If you’re one of the many Canadians spending this week sitting around a cut and dressed evergreen in the house, you’re part of an age-old human relationship, a unique tradition we have of mucking about with trees.
Trees are a material cornerstone of pre-industrial cultures. In precontact BC, both interior and coastal peoples relied heavily on trees for raw material, even food. Because trees have the ability heal after material and food are extracted, our forests still hold the evidence of these uses, if you know what to look for. These distinctively scarred trees are referred to as culturally modified trees (CMTs), and are a unique and disappearing kind of archaeology.
So what were people doing with these trees? In short: everything. In the way that hunting people expertly use every part of an animal, forest people expertly use every part of the tree: from fresh fir fronds for bedding and sweeping, through the woody trunk for building, all the way down to the teeniest stretchy rootlets for stitching and basketry.
Bark from cedar, sage, juniper and cottonwood was removed with bone and antler peelers, shredded and pounded until soft, then woven into textiles.
The sappy cambium (inner bark) of pine was eaten fresh in the spring, peeled from the tree in long juicy “noodles”. Late-season cambium, less sweet and tasty but flexible and with important antibacterial properties, was used as a packaging for food and bone implements.
Pine, spruce and subalpine fir (known also as balsam) were sought for their sticky pitch, used as a sealant and also as a powerful medicine for lung ailments.
Long, gently curved branches of Rocky Mountain juniper and Saskatoon were sought for bows, and often the same tree was used year after year, leaving a trunk peppered with smaller cut branches.
The wood itself, useful for so many purposes, could be obtained by falling whole trees or removing parts.
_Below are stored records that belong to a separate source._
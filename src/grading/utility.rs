/// Rounds to two decimal places, halves away from zero.
///
/// The value is scaled by 100 before rounding, so `59.995` (which scales to
/// exactly `5999.5`) rounds up to `60.0`.
pub fn round2(value: f64) -> f64 {
    (value * 100.0).round() / 100.0
}

/// Computes the arithmetic mean of a slice of values. Returns 0.0 for empty input.
pub fn mean(values: &[f64]) -> f64 {
    if values.is_empty() {
        return 0.0;
    }
    values.iter().sum::<f64>() / values.len() as f64
}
The amazing western redcedar, central to the culture of Northwest Coast peoples, is uniquely suited to wood harvest: whole planks can be removed from live trees, which can be left standing for future use.
Standing trees are also a medium for art and communication: images carved into the trunks have been interpreted as guardians, territorial markers or simply artistic expression.
All these uses leave distinctive scars that slowly heal as the CMTs continue to live and grow, becoming living artifacts for archaeologists to study.
Entire trees, cedar on the coast and cottonwood in the interior, were felled and then carved and steamed into shape to be used as sturdy canoes. Tall, straight cedar were carved into iconic coastal totem poles.
These uses leave behind only the stump, or heaps of wood chips from carving that can be preserved in wet conditions and remain identifiable for centuries.
Harvesting these all products requires special attention to season, growing conditions, tree health, age and size. Trees were carefully chosen for unblemished bark, straight branches, or sound trunks, and specific locations in the forest that bred these qualities were revisited by generation after generation.
Archaeologists studying sites of modified trees can help recreate histories of Indigenous land use. Our ability to extract tree ring samples (using a tool called an increment bore) means that we can learn when the modifications were made, sometimes to the exact year.
As evidence of traditional practices that have waned since contact, these biodegradable artifacts are slowly disappearing through natural processes and modern forest harvesting. Keep an eye out for them when you’re next out for a walk in the woods-for now they’re still out there, hiding in plain sight.